Leese does not stand for the proposition that the presence of a contaminant at levels below federal or state action levels could never amount to an imminent and substantial threat to health or the environment for purposes of RCRA liability. Indeed, the court in Leese expressly cautioned against such a bright-line interpretation, stating:
In so holding, the Court does not find as a matter of law that TCE and PCE at levels below the NJDEP screening levels could never pose a threat to health or the environment. Similarly, the Court does not hold that concentrations of TCE and PCE below the EPA or other risk level thresholds could never be potentially harmful to health or the environment. Plaintiffs simply have not carried their burden to adduce evidence to permit a reasonable inference that this is so, and the Court is aware of no basis for assuming that the mere presence of these low levels of TCE and PCE may pose a risk of substantial and imminent harm, given that the present EPA risk thresholds are set at much higher concentrations before concern for potential health effects is justified.
Id. at *48.
Certainly, however, action levels will serve as useful guideposts to determine whether an imminent and substantial endangerment to health or the environment exists.
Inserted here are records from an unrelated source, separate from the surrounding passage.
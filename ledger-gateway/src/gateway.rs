use crate::backend::{
    ChainBackendRef, EndpointPool, FailoverCaller, FailoverCallerRef, RpcEndpoint,
};
use crate::cache::{CacheSet, CacheSetRef};
use crate::config::GatewayConfigRef;
use crate::feed::{BestBlockPoller, FeedEvent, FeedReceiver, FeedSender, feed_channel};
use crate::query::{QueryEngine, QueryEngineRef};
use crate::status::{SyncStatus, SyncStatusManager, SyncStatusManagerRef};
use crate::subscription::{EventKind, Subscriber, SubscriptionRouter};
use crate::tip::{ChainEvent, ChainTip, TipTracker, TipTrackerRef};
use std::sync::{Arc, Mutex, RwLock};
use tokio::sync::{broadcast, watch};

const CHAIN_EVENT_CAPACITY: usize = 1024;

/// One gateway instance: backend access, caches, queries, tip tracking and
/// subscriptions over a shared set of endpoints.
pub struct LedgerGateway {
    config: GatewayConfigRef,
    failover: FailoverCallerRef,
    caches: CacheSetRef,
    query: QueryEngineRef,
    tip: TipTrackerRef,
    router: Arc<SubscriptionRouter>,
    status: SyncStatusManagerRef,
    events: broadcast::Sender<ChainEvent>,
    feed: FeedSender,
    feed_receiver: Mutex<Option<FeedReceiver>>,
}

impl LedgerGateway {
    /// Connects to the endpoints listed in the config.
    pub fn new(config: GatewayConfigRef) -> Result<Self, String> {
        let backends = config
            .endpoints
            .iter()
            .map(|endpoint| Arc::new(RpcEndpoint::new(endpoint)) as ChainBackendRef)
            .collect();

        Self::with_backends(config, backends)
    }

    pub fn with_backends(
        config: GatewayConfigRef,
        backends: Vec<ChainBackendRef>,
    ) -> Result<Self, String> {
        let pool = Arc::new(EndpointPool::new(backends)?);
        let failover = Arc::new(FailoverCaller::new(
            pool,
            config.failover.try_all_interval(),
        ));
        let caches = Arc::new(CacheSet::new(&config.cache));
        let chain_tip = Arc::new(RwLock::new(ChainTip::default()));
        let status = Arc::new(SyncStatusManager::new(config.tip.sync_progress_threshold));
        let (events, _) = broadcast::channel(CHAIN_EVENT_CAPACITY);

        let query = Arc::new(QueryEngine::new(
            config.query.clone(),
            failover.clone(),
            caches.clone(),
            chain_tip.clone(),
        ));
        let tip = Arc::new(TipTracker::new(
            &config.tip,
            failover.clone(),
            caches.clone(),
            chain_tip,
            status.clone(),
            events.clone(),
        ));
        let (feed, feed_receiver) = feed_channel();

        Ok(Self {
            config,
            failover,
            caches,
            query,
            tip,
            router: Arc::new(SubscriptionRouter::new()),
            status,
            events,
            feed,
            feed_receiver: Mutex::new(Some(feed_receiver)),
        })
    }

    pub fn config(&self) -> &GatewayConfigRef {
        &self.config
    }

    pub fn query(&self) -> &QueryEngineRef {
        &self.query
    }

    pub fn caches(&self) -> &CacheSetRef {
        &self.caches
    }

    pub fn tip(&self) -> ChainTip {
        self.tip.tip()
    }

    pub fn sync_status(&self) -> SyncStatus {
        self.status.get_status()
    }

    pub fn router(&self) -> &Arc<SubscriptionRouter> {
        &self.router
    }

    pub fn subscribe_events(&self) -> broadcast::Receiver<ChainEvent> {
        self.events.subscribe()
    }

    /// Sender for external notification transports.
    pub fn feed_sender(&self) -> FeedSender {
        self.feed.clone()
    }

    pub fn subscribe(&self, kind: EventKind, subscriber: &Subscriber) {
        self.router.subscribe(kind, subscriber);
    }

    pub fn unsubscribe(&self, kind: EventKind, subscriber: &Subscriber) {
        self.router.unsubscribe(kind, subscriber);
    }

    pub fn subscribe_address(&self, subscriber: &Subscriber, addresses: &[String]) {
        self.router.subscribe_address(subscriber, addresses);
    }

    pub fn unsubscribe_address(&self, subscriber: &Subscriber, addresses: Option<&[String]>) {
        self.router.unsubscribe_address(subscriber, addresses);
    }

    /// Loads the initial tip. A backend that is not reachable yet is not
    /// fatal, the poller picks the tip up later.
    pub async fn start(&self) {
        match self.tip.init_tip().await {
            Ok(tip) => info!("Gateway started at height {}", tip.height),
            Err(e) => warn!("Failed to load initial chain tip, will retry from the feed: {}", e),
        }
    }

    pub fn handle_feed_event(&self, event: FeedEvent) {
        match event {
            FeedEvent::Block(hash) => {
                let _ = self.events.send(ChainEvent::Block(hash.clone()));
                self.router.notify_block(&hash);
                self.tip.on_block(hash);
            }
            FeedEvent::Transaction(tx) => {
                let _ = self.events.send(ChainEvent::Transaction(tx.txid.clone()));
                self.router.notify_transaction(&tx);
            }
        }
    }

    /// Runs the best block poller and the feed consumer until `shutdown` fires.
    pub async fn run(&self, shutdown: watch::Receiver<()>) -> Result<(), String> {
        let mut receiver = self.feed_receiver.lock().unwrap().take().ok_or_else(|| {
            let msg = "Gateway feed is already running".to_string();
            error!("{}", msg);
            msg
        })?;

        let poller = BestBlockPoller::new(
            self.failover.clone(),
            self.status.clone(),
            self.config.tip.poll_interval(),
            self.feed.clone(),
        );

        let poll_task = poller.run(shutdown.clone());
        let mut shutdown = shutdown;
        let consume_task = async {
            loop {
                tokio::select! {
                    event = receiver.recv() => match event {
                        Some(event) => self.handle_feed_event(event),
                        None => break,
                    },
                    _ = shutdown.changed() => {
                        info!("Feed consumer received shutdown signal");
                        break;
                    }
                }
            }
        };

        tokio::join!(poll_task, consume_task);
        self.tip.shutdown();
        info!("Gateway feed stopped");

        Ok(())
    }
}

pub type LedgerGatewayRef = Arc<LedgerGateway>;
For example, a plaintiff may be able to satisfy its burden under RCRA if federal or state regulators have established a threshold at which a substance poses a threat to health and, unlike in Leese, the plaintiff presents evidence that the substance was detected at the property above that threshold consistently over time and at increasing concentrations. On the other hand, a more difficult case exists where concentrations of a substance are below applicable regulatory action levels and have exhibited a declining pattern.
At bottom, Leese is a lesson for plaintiffs that quality, not quantity, is paramount for purposes of establishing a claim under RCRA. Volumes of testing data reflecting the presence of a contaminant at one’s property and scientific authority concluding that a contaminant is hazardous to human health are of no consequence unless a plaintiff comes forward with specific, pointed evidence showing that the contaminant is potentially harmful to health or the environment at the levels that are actually detected at the plaintiff’s property. In most instances, this type of showing must be made through the testimony of an expert, such as a toxicologist, who analyzes the specific concentrations that are present in the context of regulatory thresholds and existing toxicological and scientific literature.
- The plaintiffs also asserted common law claims against Lockheed Martin. In a prior opinion, the court granted partial summary judgment in favor of Lockheed Martin on those claims because the plaintiffs failed to produce adequate evidence of bodily injury (lack of causation) and diminution of property value.
- The court also granted summary judgment for Lockheed Martin on the Spill Act and the WPCA claims because the plaintiffs failed to provide notice to certain parties before commencing their lawsuit as required by the New Jersey Environmental Rights Act, N.J.S.A. 2A:35A-1, et seq., under and through which the plaintiffs brought their Spill Act and WPCA claims. In addition, the court granted summary judgment for Lockheed Martin on the CERCLA claim because the plaintiffs did not present arguments or evidence to support a claim for response costs incurred before filing suit.